3. When the resilient ribs (122) are formed with the bottom casing (12) as shown in FIGS. 1 to 6, no assembling procedure is required. When the resilient ribs (122) are plugged in to the mounting recesses (121) as shown in FIG. 7, no precise aiming procedure is required since the resilient ribs (122) are separated and one resilient rib (122) corresponds to one mounting recesses (121). Therefore, the manufacturing procedure is simplified whether which embodiment of the present invention.

Even though numerous characteristics and advantages of the present invention have been set forth in the foregoing description, together with details of the structure and features of the invention, the disclosure is illustrative only.
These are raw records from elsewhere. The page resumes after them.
impl ResourceServer {
    pub fn new(config: ServerConfig) -> Self {
        Self { config, state: Arc::new(Mutex::new(State::Uninitialized)) }
    }

    pub fn config(&self) -> &ServerConfig {
        &self.config
    }

    /// Starts serving on `port`.
    ///
    /// TLS is used when `port` is the configured secure port or when any PEM material is
    /// supplied, in which case both the private key and the certificate must be present.
    ///
    /// Start-up runs on its own task: dropping the returned future doesn't stop it, and the
    /// server ends up either running or uninitialized.
    ///
    /// # Errors
    ///
    /// - [`ServerError::AlreadyInitialized`] unless the server is uninitialized
    /// - [`ServerError::Configuration`] for invalid configuration or incomplete TLS material
    /// - [`ServerError::Transport`] when the transport can't start, with its native code
    pub async fn init(&self, port: u16, keyfile: Option<Bytes>, certfile: Option<Bytes>) -> Result<(), ServerError> {
        let transition = {
            let mut state = self.state.lock();
            if !matches!(*state, State::Uninitialized) {
                return Err(ServerError::AlreadyInitialized);
            }
            *state = State::Starting;
            Transition::new(&self.state)
        };

        let config = self.config.clone();
        let task = tokio::spawn(async move {
            match start(&config, port, keyfile, certfile).await {
                Ok(running) => {
                    info!(local_addr = %running.http.local_addr(), mode = %running.http.transport_mode(), "resource server started");
                    transition.finish(State::Running(running));
                    Ok(())
                }
                Err(e) => {
                    error!(port, cause = %e, "can't start resource server");
                    transition.finish(State::Uninitialized);
                    Err(e)
                }
            }
        });

        task.await?
    }

    pub fn is_running(&self) -> bool {
        matches!(*self.state.lock(), State::Running(_))
    }

    /// The bound address while running.
    pub fn local_addr(&self) -> Option<SocketAddr> {
        match &*self.state.lock() {
            State::Running(running) => Some(running.http.local_addr()),
            _ => None,
        }
    }

    pub fn transport_mode(&self) -> Option<TransportMode> {
        match &*self.state.lock() {
            State::Running(running) => Some(running.http.transport_mode()),
            _ => None,
        }
    }

    fn registry(&self) -> Result<Arc<Registry>, ServerError> {
        match &*self.state.lock() {
            State::Running(running) => Ok(Arc::clone(&running.registry)),
            _ => Err(ServerError::NotInitialized),
        }
    }

    /// Creates a resource and routes it; a missing value is a single zero byte and a missing
    /// media type is `text/html`.
    pub fn add_resource(&self, uri: &str, value: Option<ResourceValue>, media_type: Option<MediaType>) -> Result<ResourceHandle, ServerError> {
        let registry = self.registry()?;
        let resource = registry.add_resource(uri, value, media_type.unwrap_or_default())?;

        info!(uri, media_type = %resource.media_type(), "resource added");
        Ok(ResourceHandle { resource, registry: Arc::downgrade(&registry) })
    }

    pub fn remove_resource(&self, uri: &str) -> Result<(), ServerError> {
        self.registry()?.remove_resource(uri)?;
        info!(uri, "resource removed");
        Ok(())
    }

    /// A handle to the resource at `uri`, if there is one.
    pub fn resource(&self, uri: &str) -> Result<ResourceHandle, ServerError> {
        let registry = self.registry()?;
        let resource = registry.store().find(uri).ok_or_else(|| ServerError::not_found(uri))?;
        Ok(ResourceHandle { resource, registry: Arc::downgrade(&registry) })
    }

    /// Unregisters every resource, stops the transport, then delivers the queued callbacks
    /// and stops the relay.
    ///
    /// Teardown runs on its own task and always completes, even if the returned future is
    /// dropped.
    pub async fn shutdown(&self) -> Result<(), ServerError> {
        let (running, transition) = {
            let mut state = self.state.lock();
            match std::mem::replace(&mut *state, State::Stopping) {
                State::Running(running) => (running, Transition::new(&self.state)),
                other => {
                    *state = other;
                    return Err(ServerError::NotInitialized);
                }
            }
        };

        let task = tokio::spawn(async move {
            running.registry.teardown();
            running.http.shutdown().await;
            running.relay.shutdown().await;

            transition.finish(State::Uninitialized);
            info!("resource server stopped");
        });

        task.await?;
        Ok(())
    }
}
Changes may be made in the details, especially in matters of shape, size, and arrangement of parts within the principles of the invention to the full extent indicated by the broad general meaning of the terms in which the appended claims are expressed.

Claims

1. A combination lock cylinder comprising:

a shell having a top casing having multiple through holes; and a bottom casing attached to the top casing and having multiple mounting recesses formed in a top surface of the bottom casing, and each mounting recess aligning with a corresponding through hole; and multiple resilient ribs, each resilient rib attached to a bottom of a corresponding mounting recess and having two ends and a central protrusion;

multiple external wheels mounted in the shell, and each external wheel protruding through a corresponding through hole of the top casing, mounted in a corresponding mounting recess of the bottom casing, abutting the central protrusion of a corresponding resilient rib and having multiple elongated protrusions protruding transversely out from an outside wall of the external wheel; and multiple pattern sections, each pattern section formed between two adjacent elongated protrusions; and

an internal lock actuator mounted in the shell and mounted through the external wheels to interact with the external wheels to perform locking and unlocking.

2. The combination lock cylinder as claimed in claim 1, wherein the ends of each resilient rib are formed on sidewalls of the corresponding mounting recess.

3. The combination lock cylinder as claimed in claim 1, wherein each resilient rib is plugged in the corresponding mounting recess and the ends of each resilient rib abut sidewalls of the corresponding mounting recess.